**RECORDS SUPPLIED:**
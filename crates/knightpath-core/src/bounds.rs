//! Square board extents and the dense square encoding used by searches.

use std::fmt;

use crate::error::BoundsError;
use crate::position::Position;

/// Inclusive `[min, max]` extent shared by files and ranks.
///
/// Squares inside the bounds are numbered densely as
/// `index = (rank - min) * side + (file - min)`, so the standard board maps
/// a1 = 0, b1 = 1, ..., h8 = 63.
#[derive(Debug, Clone, Copy, PartialEq, Eq, Hash)]
pub struct BoardBounds {
    min: i32,
    max: i32,
}

impl BoardBounds {
    /// The standard 8x8 chess board.
    pub const STANDARD: BoardBounds = BoardBounds { min: 0, max: 7 };

    /// Largest supported side length.
    pub const MAX_SIDE: u32 = 4096;

    /// Create bounds covering `min..=max` on both axes.
    pub fn new(min: i32, max: i32) -> Result<BoardBounds, BoundsError> {
        if min > max {
            return Err(BoundsError::Inverted { min, max });
        }
        let side = (max as i64 - min as i64 + 1) as u64;
        if side > Self::MAX_SIDE as u64 {
            return Err(BoundsError::TooLarge {
                side,
                limit: Self::MAX_SIDE,
            });
        }
        Ok(BoardBounds { min, max })
    }

    /// Bounds for an `n x n` board with coordinates `0..n`.
    pub fn square(n: u32) -> Result<BoardBounds, BoundsError> {
        if n == 0 {
            return Err(BoundsError::Empty);
        }
        if n > Self::MAX_SIDE {
            return Err(BoundsError::TooLarge {
                side: n as u64,
                limit: Self::MAX_SIDE,
            });
        }
        BoardBounds::new(0, n as i32 - 1)
    }

    /// Smallest valid coordinate.
    #[inline]
    pub const fn min(self) -> i32 {
        self.min
    }

    /// Largest valid coordinate.
    #[inline]
    pub const fn max(self) -> i32 {
        self.max
    }

    /// Number of files (equal to the number of ranks).
    #[inline]
    pub const fn side(self) -> usize {
        (self.max - self.min + 1) as usize
    }

    /// Total number of squares.
    #[inline]
    pub const fn square_count(self) -> usize {
        self.side() * self.side()
    }

    /// Return `true` if both coordinates of `pos` lie in `[min, max]`.
    #[inline]
    pub const fn contains(self, pos: Position) -> bool {
        pos.file >= self.min && pos.file <= self.max && pos.rank >= self.min && pos.rank <= self.max
    }

    /// Dense index of `pos`, or `None` if it lies outside the bounds.
    #[inline]
    pub const fn index_of(self, pos: Position) -> Option<usize> {
        if !self.contains(pos) {
            return None;
        }
        let file = (pos.file - self.min) as usize;
        let rank = (pos.rank - self.min) as usize;
        Some(rank * self.side() + file)
    }

    /// Inverse of [`index_of`](Self::index_of).
    pub const fn position_at(self, index: usize) -> Option<Position> {
        if index >= self.square_count() {
            return None;
        }
        let side = self.side();
        Some(Position::new(
            self.min + (index % side) as i32,
            self.min + (index / side) as i32,
        ))
    }

    /// Iterate over every square in index order.
    pub fn positions(self) -> impl Iterator<Item = Position> {
        let (min, max) = (self.min, self.max);
        (min..=max).flat_map(move |rank| (min..=max).map(move |file| Position::new(file, rank)))
    }
}

impl Default for BoardBounds {
    fn default() -> Self {
        Self::STANDARD
    }
}

impl fmt::Display for BoardBounds {
    fn fmt(&self, f: &mut fmt::Formatter<'_>) -> fmt::Result {
        write!(f, "[{}, {}]", self.min, self.max)
    }
}
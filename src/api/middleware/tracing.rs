//! HTTP request/response tracing middleware.

use tower_http::LatencyUnit;
use tower_http::trace::{DefaultMakeSpan, DefaultOnResponse, TraceLayer};
use tracing::Level;

/// Creates a tracing middleware for HTTP requests.
///
/// Each request gets an `INFO` span carrying method, URI and HTTP version;
/// the response is logged at `INFO` with status and latency in milliseconds.
///
/// ```text
/// INFO request{method=POST uri=/api/links version=HTTP/1.1}: finished processing request latency=3 ms status=201
/// INFO request{method=GET uri=/testA1 version=HTTP/1.1}: finished processing request latency=1 ms status=302
/// ```
pub fn layer()
-> TraceLayer<tower_http::classify::SharedClassifier<tower_http::classify::ServerErrorsAsFailures>>
{
    TraceLayer::new_for_http()
        .make_span_with(DefaultMakeSpan::new().level(Level::INFO))
        .on_response(
            DefaultOnResponse::new()
                .level(Level::INFO)
                .latency_unit(LatencyUnit::Millis),
        )
}
use anyhow::Result;
use tinylink::config;
use tracing_subscriber::EnvFilter;

#[tokio::main]
async fn main() -> Result<()> {
    dotenvy::dotenv().ok();

    let config = config::load_from_env()?;

    let filter = EnvFilter::try_new(&config.log_level).unwrap_or_else(|_| EnvFilter::new("info"));
    if config.log_format == "json" {
        tracing_subscriber::fmt()
            .json()
            .with_env_filter(filter)
            .init();
    } else {
        tracing_subscriber::fmt().with_env_filter(filter).init();
    }

    config.print_summary();

    tinylink::server::run(config).await
}
//! Core domain entities.
//!
//! - [`Link`] - A short code mapped to a destination URL, with click counters
//! - [`NewLink`] - Input for inserting a link

pub mod link;

pub use link::{Link, NewLink};
//! In-process implementation of link repository.

use async_trait::async_trait;
use chrono::Utc;
use serde_json::json;
use std::collections::HashMap;
use tokio::sync::Mutex;

use crate::domain::entities::{Link, NewLink};
use crate::domain::repositories::LinkRepository;
use crate::error::AppError;

#[derive(Default)]
struct Table {
    rows: HashMap<String, (u64, Link)>,
    next_seq: u64,
}

/// Link repository backed by a process-local map.
///
/// Every operation runs under one lock, which gives the same guarantees the
/// relational store provides: unique codes, atomic click increments and
/// all-or-nothing deletes. Data does not survive a restart.
#[derive(Default)]
pub struct InMemoryLinkRepository {
    table: Mutex<Table>,
}

impl InMemoryLinkRepository {
    /// Creates an empty repository.
    pub fn new() -> Self {
        Self::default()
    }

    /// Inserts a fully-formed link, bypassing code validation.
    ///
    /// Replaces any existing row with the same code.
    pub async fn seed(&self, link: Link) {
        let mut table = self.table.lock().await;
        let seq = table.next_seq;
        table.next_seq += 1;
        table.rows.insert(link.code.clone(), (seq, link));
    }

    /// Number of stored links.
    pub async fn len(&self) -> usize {
        self.table.lock().await.rows.len()
    }

    /// Returns true if no links are stored.
    pub async fn is_empty(&self) -> bool {
        self.len().await == 0
    }
}

#[async_trait]
impl LinkRepository for InMemoryLinkRepository {
    async fn create(&self, new_link: NewLink) -> Result<Link, AppError> {
        let mut table = self.table.lock().await;

        if table.rows.contains_key(&new_link.code) {
            return Err(AppError::conflict(
                "code already exists",
                json!({ "code": new_link.code }),
            ));
        }

        let link = Link::new(new_link.code, new_link.url, 0, None, Utc::now());
        let seq = table.next_seq;
        table.next_seq += 1;
        table.rows.insert(link.code.clone(), (seq, link.clone()));

        Ok(link)
    }

    async fn exists(&self, code: &str) -> Result<bool, AppError> {
        Ok(self.table.lock().await.rows.contains_key(code))
    }

    async fn find_by_code(&self, code: &str) -> Result<Option<Link>, AppError> {
        Ok(self
            .table
            .lock()
            .await
            .rows
            .get(code)
            .map(|(_, link)| link.clone()))
    }

    async fn list(&self) -> Result<Vec<Link>, AppError> {
        let table = self.table.lock().await;

        let mut rows: Vec<&(u64, Link)> = table.rows.values().collect();
        rows.sort_by(|(a_seq, a), (b_seq, b)| {
            b.created_at
                .cmp(&a.created_at)
                .then_with(|| b_seq.cmp(a_seq))
        });

        Ok(rows.into_iter().map(|(_, link)| link.clone()).collect())
    }

    async fn record_click(&self, code: &str) -> Result<Option<String>, AppError> {
        let mut table = self.table.lock().await;

        Ok(table.rows.get_mut(code).map(|(_, link)| {
            link.clicks += 1;
            link.last_clicked = Some(Utc::now());
            link.url.clone()
        }))
    }

    async fn delete(&self, code: &str) -> Result<bool, AppError> {
        Ok(self.table.lock().await.rows.remove(code).is_some())
    }

    async fn ping(&self) -> Result<(), AppError> {
        Ok(())
    }
}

**EXERCISE GOAL:**
Output must be limited to the lines beginning with the one that contains "#[async_trait]" and ending with the last line of the entries, reproduced exactly.

**OUTPUT BELOW:**
#[async_trait]
impl LinkRepository for InMemoryLinkRepository {
    async fn create(&self, new_link: NewLink) -> Result<Link, AppError> {
        let mut table = self.table.lock().await;

        if table.rows.contains_key(&new_link.code) {
            return Err(AppError::conflict(
                "code already exists",
                json!({ "code": new_link.code }),
            ));
        }

        let link = Link::new(new_link.code, new_link.url, 0, None, Utc::now());
        let seq = table.next_seq;
        table.next_seq += 1;
        table.rows.insert(link.code.clone(), (seq, link.clone()));

        Ok(link)
    }

    async fn exists(&self, code: &str) -> Result<bool, AppError> {
        Ok(self.table.lock().await.rows.contains_key(code))
    }

    async fn find_by_code(&self, code: &str) -> Result<Option<Link>, AppError> {
        Ok(self
            .table
            .lock()
            .await
            .rows
            .get(code)
            .map(|(_, link)| link.clone()))
    }

    async fn list(&self) -> Result<Vec<Link>, AppError> {
        let table = self.table.lock().await;

        let mut rows: Vec<&(u64, Link)> = table.rows.values().collect();
        rows.sort_by(|(a_seq, a), (b_seq, b)| {
            b.created_at
                .cmp(&a.created_at)
                .then_with(|| b_seq.cmp(a_seq))
        });

        Ok(rows.into_iter().map(|(_, link)| link.clone()).collect())
    }

    async fn record_click(&self, code: &str) -> Result<Option<String>, AppError> {
        let mut table = self.table.lock().await;

        Ok(table.rows.get_mut(code).map(|(_, link)| {
            link.clicks += 1;
            link.last_clicked = Some(Utc::now());
            link.url.clone()
        }))
    }

    async fn delete(&self, code: &str) -> Result<bool, AppError> {
        Ok(self.table.lock().await.rows.remove(code).is_some())
    }

    async fn ping(&self) -> Result<(), AppError> {
        Ok(())
    }
}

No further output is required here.